Justiça condena sete por fraudes no "Caso Piffero": Ex-jogador Christian e ex-dirigente estão entre os sentenciados

 


A 2ª Vara Estadual de Processo e Julgamento de Crimes de Organização Criminosa de Porto Alegre proferiu, nesta quinta-feira (05/03), sentenças contra sete pessoas envolvidas em um esquema de desvios milionários, lavagem de dinheiro e obstrução de justiça contra o Sport Club Internacional.
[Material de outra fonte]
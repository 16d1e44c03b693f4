//! User-facing text.

use filevault_storage::{AccountSummary, FileListing};

use crate::dispatcher::DispatchError;

pub const MAIN_PROMPT: &str = "Enter a command: (ADD, UPLOAD, SHARE, MINSPACE, LISTFILES, LISTALL, UPDATE, LASTUPDATE, EXIT)";
pub const ACCOUNT_ADDED: &str = "Account was added.";
pub const FILE_UPLOADED: &str = "File uploaded into account.";
pub const FILE_SHARED: &str = "File was shared.";
pub const FILE_UPDATED: &str = "File was updated.";
pub const EXITING: &str = "Exiting...";
pub const INVALID_COMMAND: &str = "Invalid command.";

pub fn least_free_space(email: &str) -> String {
    format!("Account with least free space: {email}")
}

pub fn last_update(email: &str) -> String {
    format!("Last update: {email}")
}

pub fn file_list(files: &[FileListing]) -> String {
    let mut out = String::from("Account files:");
    for file in files {
        out.push('\n');
        out.push_str(&format!("{} ({} MB)", file.name, file.size));
        if file.received {
            out.push_str(" (shared)");
        }
    }
    out
}

pub fn account_list(accounts: &[AccountSummary]) -> String {
    let mut out = String::from("All accounts:");
    for account in accounts {
        out.push_str(&format!("\n{} ({})", account.email, account.tier));
    }
    out
}

/// Domain errors print their own message; anything the parser rejected is an
/// invalid command.
pub fn render_error(err: &DispatchError) -> String {
    match err {
        DispatchError::Storage(e) => e.to_string(),
        _ => INVALID_COMMAND.to_string(),
    }
}
//! Value object trait: equality by value, not identity.
//!
//! Value objects have **no identity** - they are defined entirely by their
//! attribute values. A storage tier or a size in kilobytes is a value object;
//! an account or a file is an entity.

/// Marker trait for value objects.
///
/// Value objects are immutable and compared by value. To "modify" one, build a
/// new one (e.g. `StorageSize::saturating_sub` returns a fresh size).
pub trait ValueObject: Clone + PartialEq + core::fmt::Debug {}
impl AccountLedger {
    pub fn new() -> Self {
        Self::default()
    }

    /// Validate and apply a command, logging the outcome.
    pub fn dispatch(&mut self, command: &LedgerCommand) -> StorageResult<Vec<LedgerEvent>> {
        match filevault_events::execute(self, command) {
            Ok(events) => {
                for event in &events {
                    tracing::debug!(event_type = event.event_type(), "ledger command accepted");
                }
                Ok(events)
            }
            Err(err) => {
                tracing::debug!(code = err.code(), error = %err, ?command, "ledger command rejected");
                Err(err)
            }
        }
    }

    pub fn create_account(&mut self, email: &str, tier: Tier) -> StorageResult<()> {
        self.dispatch(&LedgerCommand::CreateAccount(CreateAccount {
            email: email.into(),
            tier,
            occurred_at: Utc::now(),
        }))?;
        Ok(())
    }

    /// Upload a new file; returns its id.
    pub fn upload(&mut self, email: &str, name: &str, size: StorageSize) -> StorageResult<FileId> {
        let file_id = FileId::new();
        self.dispatch(&LedgerCommand::UploadFile(UploadFile {
            email: email.into(),
            file_id,
            name: name.to_string(),
            size,
            occurred_at: Utc::now(),
        }))?;
        Ok(file_id)
    }

    /// Share one of `owner`'s files with `receiver`; returns what the receiver was charged.
    pub fn share(&mut self, owner: &str, receiver: &str, name: &str) -> StorageResult<StorageSize> {
        let events = self.dispatch(&LedgerCommand::ShareFile(ShareFile {
            owner: owner.into(),
            receiver: receiver.into(),
            name: name.to_string(),
            occurred_at: Utc::now(),
        }))?;
        Ok(events
            .iter()
            .find_map(|e| match e {
                LedgerEvent::FileShared(shared) => Some(shared.cost),
                _ => None,
            })
            .unwrap_or(StorageSize::ZERO))
    }

    pub fn update_file(&mut self, owner: &str, updater: &str, name: &str) -> StorageResult<()> {
        self.dispatch(&LedgerCommand::UpdateFile(UpdateFile {
            owner: owner.into(),
            updater: updater.into(),
            name: name.to_string(),
            occurred_at: Utc::now(),
        }))?;
        Ok(())
    }

    /// Email of the account with the least free space. Ties go to the
    /// earliest-created account.
    pub fn least_free_space_account(&self) -> StorageResult<&AccountEmail> {
        let mut accounts = self.accounts.iter();
        let first = accounts.next().ok_or(StorageError::NoAccounts)?;
        let least = accounts.fold(first, |least, account| {
            if account.free_space() < least.free_space() {
                account
            } else {
                least
            }
        });
        Ok(least.email())
    }

    /// Owned files followed by received files, each in the order they arrived.
    pub fn list_files(&self, email: &str) -> StorageResult<Vec<FileListing>> {
        let account = self.require_account(email)?;
        let owned = account.owned_files().iter().map(|id| (id, false));
        let received = account.received_files().iter().map(|id| (id, true));

        Ok(owned
            .chain(received)
            .filter_map(|(id, received)| {
                self.files.get(id).map(|file| FileListing {
                    name: file.name().to_string(),
                    size: file.size(),
                    received,
                })
            })
            .collect())
    }

    pub fn list_all_accounts(&self) -> Vec<AccountSummary> {
        self.accounts
            .iter()
            .map(|account| AccountSummary {
                email: account.email().clone(),
                tier: account.tier(),
            })
            .collect()
    }

    /// Who last updated `name`, looking in the account's own files first and
    /// then in the files shared with it.
    pub fn last_update_info(&self, email: &str, name: &str) -> StorageResult<&AccountEmail> {
        let account = self.require_account(email)?;
        self.find_in(account.owned_files(), name)
            .or_else(|| self.find_in(account.received_files(), name))
            .map(File::last_updated_by)
            .ok_or(StorageError::FileNotFound)
    }

    pub fn account(&self, email: &str) -> Option<&Account> {
        self.index.get(email).map(|&i| &self.accounts[i])
    }

    pub fn accounts(&self) -> impl Iterator<Item = &Account> {
        self.accounts.iter()
    }

    pub fn file(&self, id: &FileId) -> Option<&File> {
        self.files.get(id)
    }

    pub fn len(&self) -> usize {
        self.accounts.len()
    }

    pub fn is_empty(&self) -> bool {
        self.accounts.is_empty()
    }

    fn account_mut(&mut self, email: &AccountEmail) -> Option<&mut Account> {
        let i = *self.index.get(email)?;
        self.accounts.get_mut(i)
    }

    fn require_account(&self, email: &str) -> StorageResult<&Account> {
        self.account(email).ok_or(StorageError::AccountNotFound)
    }

    fn find_in(&self, ids: &[FileId], name: &str) -> Option<&File> {
        ids.iter()
            .filter_map(|id| self.files.get(id))
            .find(|file| file.name() == name)
    }

    fn handle_create(&self, cmd: &CreateAccount) -> Result<Vec<LedgerEvent>, StorageError> {
        if self.index.contains_key(&cmd.email) {
            return Err(StorageError::AccountExists);
        }
        Ok(vec![LedgerEvent::AccountCreated(AccountCreated {
            email: cmd.email.clone(),
            tier: cmd.tier,
            occurred_at: cmd.occurred_at,
        })])
    }

    fn handle_upload(&self, cmd: &UploadFile) -> Result<Vec<LedgerEvent>, StorageError> {
        let account = self.require_account(cmd.email.as_str())?;

        if self.files.contains(&cmd.file_id) {
            return Err(StorageError::invariant("file id already in use"));
        }
        if self.find_in(account.owned_files(), &cmd.name).is_some() {
            return Err(StorageError::FileExists);
        }
        if !account.can_fit(cmd.size) {
            return Err(StorageError::CapacityExceeded);
        }

        Ok(vec![LedgerEvent::FileUploaded(FileUploaded {
            file_id: cmd.file_id,
            owner: cmd.email.clone(),
            name: cmd.name.clone(),
            size: cmd.size,
            occurred_at: cmd.occurred_at,
        })])
    }

    fn handle_share(&self, cmd: &ShareFile) -> Result<Vec<LedgerEvent>, StorageError> {
        let owner = self.require_account(cmd.owner.as_str())?;
        let receiver = self.require_account(cmd.receiver.as_str())?;

        let file = self
            .find_in(owner.owned_files(), &cmd.name)
            .ok_or(StorageError::FileNotFound)?;

        if !owner.tier().can_share() {
            return Err(StorageError::SharingNotAllowed);
        }

        // Receivers whose tier pays nothing skip the capacity check entirely.
        let cost = receiver.tier().share_cost(file.size());
        if receiver.tier().share_cost_percent() > 0 && !receiver.can_fit(cost) {
            return Err(StorageError::CapacityExceeded);
        }

        Ok(vec![LedgerEvent::FileShared(FileShared {
            file_id: *file.id(),
            owner: cmd.owner.clone(),
            receiver: cmd.receiver.clone(),
            cost,
            occurred_at: cmd.occurred_at,
        })])
    }

    fn handle_update(&self, cmd: &UpdateFile) -> Result<Vec<LedgerEvent>, StorageError> {
        let owner = self.require_account(cmd.owner.as_str())?;
        self.require_account(cmd.updater.as_str())?;

        let file = self
            .find_in(owner.owned_files(), &cmd.name)
            .ok_or(StorageError::FileNotFound)?;

        // Any account may update once the file has been shared with anyone.
        if cmd.updater != cmd.owner && !file.is_shared() {
            return Err(StorageError::NotShared);
        }

        Ok(vec![LedgerEvent::FileUpdated(FileUpdated {
            file_id: *file.id(),
            updater: cmd.updater.clone(),
            occurred_at: cmd.occurred_at,
        })])
    }
}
O caso, que faz parte dos desdobramentos das investigações ocorridas entre 2015 e 2016, resultou em penas que variam de 6 a 14 anos de reclusão.

O "Modus Operandi" do Esquema

Segundo a denúncia do Ministério Público do Rio Grande do Sul (MPRS), o ex-vice-presidente jurídico do clube, Marcelo Freitas e Castro, utilizou sua posição estratégica para arquitetar fraudes em acordos trabalhistas e contratos de prestação de serviços.
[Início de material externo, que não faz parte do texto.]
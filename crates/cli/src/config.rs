//! Shell configuration from environment variables.

use thiserror::Error;

use filevault_observability::LogFormat;

pub const ENV_LOG_FORMAT: &str = "FILEVAULT_LOG_FORMAT";
pub const ENV_LOG_FILTER: &str = "FILEVAULT_LOG";
pub const ENV_PROMPT: &str = "FILEVAULT_PROMPT";

#[derive(Debug, Error, Clone, PartialEq, Eq)]
#[error("invalid value {value:?} for {key}")]
pub struct ConfigError {
    pub key: &'static str,
    pub value: String,
}

#[derive(Debug, Clone, PartialEq, Eq)]
pub struct ShellConfig {
    /// Print the command prompt before reading each line.
    pub show_prompt: bool,
    pub log_format: LogFormat,
    /// Filter directive used when `RUST_LOG` is not set.
    pub log_filter: String,
}

impl Default for ShellConfig {
    fn default() -> Self {
        Self {
            show_prompt: true,
            log_format: LogFormat::Pretty,
            log_filter: "warn".to_string(),
        }
    }
}

impl ShellConfig {
    pub fn from_env() -> Result<Self, ConfigError> {
        Self::from_lookup(|key| std::env::var(key).ok())
    }

    /// Build from an arbitrary key lookup; unset keys keep their defaults.
    pub fn from_lookup(lookup: impl Fn(&str) -> Option<String>) -> Result<Self, ConfigError> {
        let mut config = Self::default();

        if let Some(value) = lookup(ENV_PROMPT) {
            config.show_prompt = parse_flag(&value).ok_or(ConfigError {
                key: ENV_PROMPT,
                value,
            })?;
        }
        if let Some(value) = lookup(ENV_LOG_FORMAT) {
            config.log_format = value.parse().map_err(|_| ConfigError {
                key: ENV_LOG_FORMAT,
                value,
            })?;
        }
        if let Some(value) = lookup(ENV_LOG_FILTER) {
            if !value.trim().is_empty() {
                config.log_filter = value;
            }
        }

        Ok(config)
    }
}

fn parse_flag(value: &str) -> Option<bool> {
    match value.trim().to_lowercase().as_str() {
        "1" | "true" | "yes" | "on" => Some(true),
        "0" | "false" | "no" | "off" => Some(false),
        _ => None,
    }
}
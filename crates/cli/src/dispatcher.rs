//! Routes parsed commands to the ledger and turns results into replies.

use thiserror::Error;

use filevault_core::StorageError;
use filevault_storage::AccountLedger;

use crate::command::ShellCommand;
use crate::messages;

#[derive(Debug, Error, Clone, PartialEq, Eq)]
pub enum DispatchError {
    /// The first word is not a known command.
    #[error("unknown command: {0}")]
    UnknownCommand(String),
    /// Too few arguments for the command.
    #[error("{command}: missing argument {argument}")]
    MissingArgument {
        command: String,
        argument: &'static str,
    },
    /// A size argument was not a whole number of megabytes.
    #[error("invalid file size: {0}")]
    InvalidSize(String),
    /// The ledger rejected the operation.
    #[error(transparent)]
    Storage(#[from] StorageError),
}

/// Text to show for one command.
#[derive(Debug, Clone, PartialEq, Eq)]
pub enum Reply {
    Message(String),
    /// Final reply; the shell stops after printing it.
    Exit(String),
}

impl Reply {
    pub fn text(&self) -> &str {
        match self {
            Reply::Message(text) | Reply::Exit(text) => text,
        }
    }

    pub fn is_exit(&self) -> bool {
        matches!(self, Reply::Exit(_))
    }
}

/// Run one command against the ledger.
pub fn execute(ledger: &mut AccountLedger, command: &ShellCommand) -> Result<Reply, StorageError> {
    let text = match command {
        ShellCommand::Add { email, tier } => {
            ledger.create_account(email, *tier)?;
            messages::ACCOUNT_ADDED.to_string()
        }
        ShellCommand::Upload { email, file, size } => {
            ledger.upload(email, file, *size)?;
            messages::FILE_UPLOADED.to_string()
        }
        ShellCommand::Share {
            owner,
            receiver,
            file,
        } => {
            ledger.share(owner, receiver, file)?;
            messages::FILE_SHARED.to_string()
        }
        ShellCommand::MinSpace => messages::least_free_space(ledger.least_free_space_account()?.as_str()),
        ShellCommand::ListFiles { email } => messages::file_list(&ledger.list_files(email)?),
        ShellCommand::ListAll => messages::account_list(&ledger.list_all_accounts()),
        ShellCommand::Update {
            owner,
            updater,
            file,
        } => {
            ledger.update_file(owner, updater, file)?;
            messages::FILE_UPDATED.to_string()
        }
        ShellCommand::LastUpdate { email, file } => {
            messages::last_update(ledger.last_update_info(email, file)?.as_str())
        }
        ShellCommand::Exit => return Ok(Reply::Exit(messages::EXITING.to_string())),
    };
    Ok(Reply::Message(text))
}

/// Parse and run one input line. Returns `None` for a blank line.
///
/// Failures never escape: they are rendered into the reply text.
pub fn dispatch_line(ledger: &mut AccountLedger, line: &str) -> Option<Reply> {
    let result = ShellCommand::parse(line).and_then(|command| match command {
        Some(command) => execute(ledger, &command).map(Some).map_err(DispatchError::from),
        None => Ok(None),
    });

    match result {
        Ok(reply) => reply,
        Err(err) => {
            tracing::debug!(error = %err, line, "command failed");
            Some(Reply::Message(messages::render_error(&err)))
        }
    }
}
  • Cláusulas Fraudulentas: O grupo inseria termos irregulares em acordos com atletas e contratos advocatícios para retirar valores dos cofres do clube.

  • Lavagem de Dinheiro: Os recursos eram ocultados por meio de transferências para contas de terceiros e empresas de fachada.

  • Obstrução: Houve produção de documentos falsos e orientação de depoimentos para confundir os investigadores da Promotoria de Justiça Especializada Criminal.


Principais Condenações

A Justiça aplicou punições rigorosas, levando em conta o grau de participação de cada envolvido:

CondenadoCargo/PapelPena (Regime)
Marcelo Freitas e CastroEx-VP Jurídico do Inter14 anos (Fechado)
Christian Correa DionisioEx-jogador6 anos (Semiaberto)
Demais envolvidosAdvogados e operadores6 a 10 anos (Variável)

Além das penas de reclusão, todos os condenados foram sentenciados a restituir ao Internacional os R$ 260 mil desviados, valor que deverá ser acrescido de correção monetária e juros legais.


Defesa e Desdobramentos

A defesa de Christian, liderada pelo advogado Diego Romero, afirmou em nota que respeita a decisão, mas discorda do teor e reafirmou a inocência do ex-atleta. O advogado informou que um recurso será apresentado para tentar reverter a sentença em instâncias superiores. Já a defesa de Marcelo Freitas e Castro ainda não foi localizada para comentar a decisão.

Este veredito representa um marco importante nas investigações conhecidas como "Caso Piffero", que expuseram um cenário de fragilidade na governança do clube durante o biênio 2015-2016, período marcado por grave crise institucional e financeira.